I'm noticing i'm a bit anxious or nervous about going to the wedding, it may sound selfish but I don't want to disrupt the flow of my meditative lifestyle and i notice that even when i am meditating my mind is worrying about this wedding and having to show up as the new version of myself. The thing is I have changed a lot since then and those people are associated with a darker period of my life. At the same time, I love this guy, and we had a deep friendship, we barely speak now, but it's still all love, we just have very different lives. 

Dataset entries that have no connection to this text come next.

//! End-to-end scenarios over the engine's contract surface.

use std::sync::Arc;

use engine::{ErrorKind, Snapshot};
use mounts::MemoryUsage;
use permissions::{Mapping, PermissionMask};
use test_support::Fixture;
use test_support::masks::{ALL, C, D, NONE, R, S, W};

#[test]
fn user_row_overrides_group_union() {
    let fixture = Fixture::new(&[("g1", &["u"]), ("g2", &["u"])]);
    let folder = fixture.folder("F", &[("g1", R), ("g2", R | W)]);

    assert_eq!(fixture.permission("u", folder, ""), R | W);

    fixture
        .engine
        .set_user_permissions(folder, "u", R)
        .unwrap();
    assert_eq!(fixture.permission("u", folder, ""), R);
    assert_eq!(fixture.permission("u", folder, "any/depth"), R);
}

#[test]
fn deny_wins_between_groups_at_same_depth() {
    let fixture = Fixture::new(&[("g1", &["u"]), ("g2", &["u"]), ("admin", &["root"])]);
    let folder = fixture.acl_folder("F", &[("g1", ALL), ("g2", ALL)]);

    fixture
        .engine
        .set_acl_rule("root", folder, "/docs", Mapping::group("g1"), R | W, R | W)
        .unwrap();
    fixture
        .engine
        .set_acl_rule("root", folder, "/docs", Mapping::group("g2"), R, R | W)
        .unwrap();

    let docs = fixture.permission("u", folder, "/docs");
    assert!(docs.contains(R));
    assert!(!docs.contains(W));
    assert_eq!(docs, ALL & !W);
}

#[test]
fn user_rule_beats_group_rule_at_same_depth() {
    let fixture = Fixture::new(&[("g1", &["u"]), ("admin", &["root"])]);
    let folder = fixture.acl_folder("F", &[("g1", ALL)]);

    fixture
        .engine
        .set_acl_rule("root", folder, "docs", Mapping::group("g1"), NONE, W)
        .unwrap();
    fixture
        .engine
        .set_acl_rule("root", folder, "docs", Mapping::user("u"), W, W)
        .unwrap();

    assert!(fixture.permission("u", folder, "docs").contains(W));
}

#[test]
fn deeper_rule_overrides_shallower_for_covered_bits() {
    let fixture = Fixture::new(&[("g1", &["u"]), ("admin", &["root"])]);
    let folder = fixture.acl_folder("F", &[("g1", ALL)]);
    let engine = &fixture.engine;

    engine
        .set_acl_rule("root", folder, "a", Mapping::user("u"), NONE, W | D)
        .unwrap();
    engine
        .set_acl_rule("root", folder, "a/b", Mapping::group("g1"), W, W)
        .unwrap();

    assert_eq!(fixture.permission("u", folder, "a"), ALL & !(W | D));
    assert_eq!(fixture.permission("u", folder, "a/b/c"), ALL & !D);
}

#[test]
fn disabled_acl_keeps_rules_dormant() {
    let fixture = Fixture::new(&[("g1", &["u"]), ("admin", &["root"])]);
    let folder = fixture.acl_folder("F", &[("g1", R | W)]);

    fixture
        .engine
        .set_acl_rule("root", folder, "docs", Mapping::group("g1"), NONE, W)
        .unwrap();
    assert_eq!(fixture.permission("u", folder, "docs"), R);

    fixture.engine.set_folder_acl(folder, false).unwrap();
    assert_eq!(fixture.permission("u", folder, "docs"), R | W);
    assert_eq!(fixture.engine.rules_for_folder(folder).unwrap().len(), 1);

    fixture.engine.set_folder_acl(folder, true).unwrap();
    assert_eq!(fixture.permission("u", folder, "docs"), R);
}

#[test]
fn repeated_rule_upsert_is_idempotent() {
    let fixture = Fixture::new(&[("g1", &["u"]), ("admin", &["root"])]);
    let folder = fixture.acl_folder("F", &[("g1", ALL)]);

    for _ in 0..2 {
        fixture
            .engine
            .set_acl_rule("root", folder, "x", Mapping::group("g1"), R, R | W)
            .unwrap();
    }
    assert_eq!(fixture.engine.rules_for_folder(folder).unwrap().len(), 1);
    assert_eq!(fixture.permission("u", folder, "x"), ALL & !W);
}

#[test]
fn empty_mask_bits_remove_rule_or_fail() {
    let fixture = Fixture::new(&[("g1", &["u"]), ("admin", &["root"])]);
    let folder = fixture.acl_folder("F", &[("g1", ALL)]);
    let engine = &fixture.engine;

    let error = engine
        .set_acl_rule("root", folder, "x", Mapping::group("g1"), R, NONE)
        .unwrap_err();
    assert_eq!(error.kind(), ErrorKind::InvalidArgument);

    engine
        .set_acl_rule("root", folder, "x", Mapping::group("g1"), NONE, W)
        .unwrap();
    engine
        .set_acl_rule("root", folder, "x", Mapping::group("g1"), NONE, NONE)
        .unwrap();
    assert!(engine.rules_for_folder(folder).unwrap().is_empty());
}

#[test]
fn quota_round_trip_through_mounts() {
    let usage = Arc::new(MemoryUsage::new());
    let fixture = Fixture::with(&[("g1", &["u"])], |builder| builder.usage(usage.clone()));
    let folder = fixture.folder("F", &[("g1", R)]);
    let engine = &fixture.engine;

    engine.set_folder_quota(folder, -3).unwrap();
    assert!(engine.get_folder(folder).unwrap().folder.quota().is_unlimited());
    assert_eq!(engine.list_mounts_for_user("u").unwrap()[0].quota_remaining, None);

    engine.set_folder_quota(folder, 1_073_741_824).unwrap();
    usage.set(folder, 1_000);
    let mount = engine.mount_for_user("u", folder).unwrap().unwrap();
    assert_eq!(mount.quota_remaining, Some(1_073_741_824 - 1_000));

    usage.set(folder, 2_000_000_000);
    let details = engine.get_folder(folder).unwrap();
    assert_eq!(details.usage, 2_000_000_000);
    assert_eq!(details.quota_remaining, Some(0));

    let error = engine.set_folder_quota(folder, -7).unwrap_err();
    assert_eq!(error.kind(), ErrorKind::InvalidArgument);
}

#[test]
fn remove_folder_cascades() {
    let fixture = Fixture::new(&[("g1", &["u", "v"]), ("admin", &["root"])]);
    let folder = fixture.acl_folder("F", &[("g1", ALL)]);
    let other = fixture.folder("Other", &[("g1", R)]);
    fixture
        .engine
        .set_acl_rule("root", folder, "x", Mapping::group("g1"), NONE, W)
        .unwrap();

    fixture.engine.remove_folder(folder).unwrap();

    assert!(fixture.engine.rules_for_folder(folder).unwrap().is_empty());
    for user in ["u", "v"] {
        let mounts = fixture.engine.list_mounts_for_user(user).unwrap();
        assert_eq!(mounts.len(), 1);
        assert_eq!(mounts[0].folder.id(), other);
    }
    let error = fixture
        .engine
        .resolve_effective_permission("u", folder, "")
        .unwrap_err();
    assert_eq!(error.kind(), ErrorKind::NotFound);
}

#[test]
fn group_deletion_sweep_is_idempotent() {
    let fixture = Fixture::new(&[("g1", &["u"]), ("g2", &["u"])]);
    let a = fixture.folder("A", &[("g1", R), ("g2", W)]);
    let b = fixture.folder("B", &[("g1", R)]);
    fixture
        .engine
        .set_user_permissions(b, "u", R | W)
        .unwrap();
    fixture
        .engine
        .set_manage_acl(a, &Mapping::group("g1"), true)
        .unwrap();

    let first = fixture.engine.on_group_deleted("g1");
    assert_eq!(first.applicable_removed, vec![a, b]);
    assert_eq!(first.managers_removed, vec![a]);
    assert!(fixture.engine.on_group_deleted("g1").is_noop());

    let a_folder = fixture.engine.get_folder(a).unwrap().folder;
    assert!(a_folder.groups().contains_key("g2"));
    let b_folder = fixture.engine.get_folder(b).unwrap().folder;
    assert!(b_folder.groups().is_empty());
    assert_eq!(b_folder.users().get("u"), Some(&(R | W)));
}

#[test]
fn orphaned_folder_remains_but_is_not_mounted() {
    let fixture = Fixture::new(&[("g1", &["u"])]);
    let folder = fixture.folder("F", &[("g1", R)]);

    let report = fixture.engine.on_group_deleted("g1");
    assert_eq!(report.orphaned, vec![folder]);
    assert!(fixture.engine.list_mounts_for_user("u").unwrap().is_empty());
    assert_eq!(fixture.engine.list_folders().unwrap().len(), 1);
}

#[test]
fn zero_mask_folder_mounts_only_with_acl() {
    let fixture = Fixture::new(&[("g1", &["u"]), ("admin", &["root"])]);
    let folder = fixture.folder("F", &[("g1", NONE)]);
    assert!(fixture.engine.list_mounts_for_user("u").unwrap().is_empty());
    let error = fixture
        .engine
        .resolve_effective_permission("u", folder, "")
        .unwrap_err();
    assert_eq!(error.kind(), ErrorKind::NotAuthorized);

    fixture.engine.set_folder_acl(folder, true).unwrap();
    fixture
        .engine
        .set_acl_rule("root", folder, "shared", Mapping::group("g1"), R, R)
        .unwrap();
    let mounts = fixture.engine.list_mounts_for_user("u").unwrap();
    assert_eq!(mounts[0].effective_permission, NONE);
    assert_eq!(fixture.permission("u", folder, ""), NONE);
    assert_eq!(fixture.permission("u", folder, "shared/doc"), R);
}

#[test]
fn unavailable_directory_fails_closed() {
    let fixture = Fixture::new(&[("g1", &["u"])]);
    let folder = fixture.folder("F", &[("g1", R)]);
    fixture.directory.set_available(false);

    let error = fixture.engine.list_mounts_for_user("u").unwrap_err();
    assert_eq!(error.kind(), ErrorKind::Unavailable);
    let error = fixture
        .engine
        .resolve_effective_permission("u", folder, "")
        .unwrap_err();
    assert_eq!(error.kind(), ErrorKind::Unavailable);
}

#[test]
fn root_share_can_be_disabled() {
    let fixture = Fixture::with(&[("g1", &["u"])], |builder| builder.allow_root_share(false));
    let folder = fixture.folder("F", &[("g1", R | S)]);

    assert_eq!(fixture.permission("u", folder, ""), R);
    assert_eq!(fixture.permission("u", folder, "sub"), R | S);
    let mounts = fixture.engine.list_mounts_for_user("u").unwrap();
    assert_eq!(mounts[0].effective_permission, R);
}

#[test]
fn membership_changes_apply_on_next_resolution() {
    let fixture = Fixture::new(&[("g1", &["u"]), ("g2", &[])]);
    let folder = fixture.folder("F", &[("g1", R), ("g2", R | C)]);
    assert_eq!(fixture.permission("u", folder, ""), R);

    fixture.directory.add_member("g2", "u");
    assert_eq!(fixture.permission("u", folder, ""), R | C);

    fixture.engine.remove_applicable_group(folder, "g1").unwrap();
    fixture.directory.remove_member("g2", "u");
    assert!(fixture.engine.list_mounts_for_user("u").unwrap().is_empty());
}

#[test]
fn applicable_rows_require_existing_principals() {
    let fixture = Fixture::new(&[("g1", &["u"])]);
    let folder = fixture.folder("F", &[]);

    assert!(fixture.engine.add_applicable_group(folder, "g1").unwrap());
    assert!(!fixture.engine.add_applicable_group(folder, "g1").unwrap());
    assert_eq!(
        fixture
            .engine
            .add_applicable_group(folder, "ghosts")
            .unwrap_err()
            .kind(),
        ErrorKind::NotFound
    );
    assert!(fixture.engine.add_applicable_user(folder, "u").unwrap());
    assert_eq!(
        fixture
            .engine
            .add_applicable_user(folder, "nobody")
            .unwrap_err()
            .kind(),
        ErrorKind::NotFound
    );

    let details = fixture.engine.get_folder(folder).unwrap();
    assert_eq!(details.folder.groups().get("g1"), Some(&ALL));
    assert_eq!(details.folder.users().get("u"), Some(&ALL));
}

#[test]
fn duplicate_mount_point_conflicts() {
    let fixture = Fixture::new(&[]);
    let first = fixture.folder("Shared", &[]);
    let second = fixture.folder("Other", &[]);

    assert_eq!(
        fixture.engine.create_folder("/Shared/").unwrap_err().kind(),
        ErrorKind::Conflict
    );
    assert_eq!(
        fixture
            .engine
            .rename_folder(second, "Shared")
            .unwrap_err()
            .kind(),
        ErrorKind::Conflict
    );
    fixture.engine.rename_folder(first, "Shared").unwrap();
    fixture.engine.rename_folder(first, "Renamed").unwrap();
    fixture.engine.create_folder("Shared").unwrap();
}

#[test]
fn snapshot_restores_permissions() {
    let fixture = Fixture::new(&[("g1", &["u"]), ("admin", &["root"])]);
    let folder = fixture.acl_folder("F", &[("g1", R | W)]);
    fixture
        .engine
        .set_acl_rule("root", folder, "docs", Mapping::group("g1"), NONE, W)
        .unwrap();

    let dir = tempfile::tempdir().unwrap();
    let path = dir.path().join("state.json");
    Snapshot::capture(&fixture.engine).unwrap().save(&path).unwrap();

    let restored = Fixture::new(&[("g1", &["u"])]);
    Snapshot::load(&path)
        .unwrap()
        .restore_into(&restored.engine)
        .unwrap();
    assert_eq!(restored.permission("u", folder, "docs"), R);
    assert_eq!(restored.permission("u", folder, ""), R | W);
}

#[test]
fn storage_root_is_created_lazily() {
    let dir = tempfile::tempdir().unwrap();
    let root = dir.path().join("data");
    let fixture = Fixture::with(&[("g1", &["u"])], |builder| builder.storage_root(&root));
    let folder = fixture.folder("F", &[("g1", R)]);
    assert!(!root.exists());

    let mount = fixture.engine.mount_for_user("u", folder).unwrap().unwrap();
    assert!(root.is_dir());
    assert_eq!(mount.storage_path, Some(root.join(folder.to_string())));
    assert_eq!(
        fixture.engine.storage_path(folder).unwrap(),
        Some(root.join(folder.to_string()))
    );
    assert_eq!(mount.usage, 0);
}

#[test]
fn permissions_outside_folder_are_clamped() {
    let fixture = Fixture::new(&[("g1", &["u"]), ("admin", &["root"])]);
    let folder = fixture.acl_folder("F", &[("g1", ALL)]);
    fixture
        .engine
        .set_acl_rule("root", folder, "", Mapping::group("g1"), R, PermissionMask::ALL)
        .unwrap();
    assert_eq!(fixture.permission("u", folder, "../../etc"), R);
    assert_eq!(fixture.permission("u", folder, "//a/./b/"), R);
}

Ill give a different point of view than others. Its good you are noticing how youre feeling, but also this is a normal feeling in this situation, its a fearful response to the unknown. Now the question is do you want to be led by fear or led by love? If you notice, your fear is manifesting into justifications for not going. Your love recognises that you care for your friend and that it would be good to go, if only it wasnt for reasons. 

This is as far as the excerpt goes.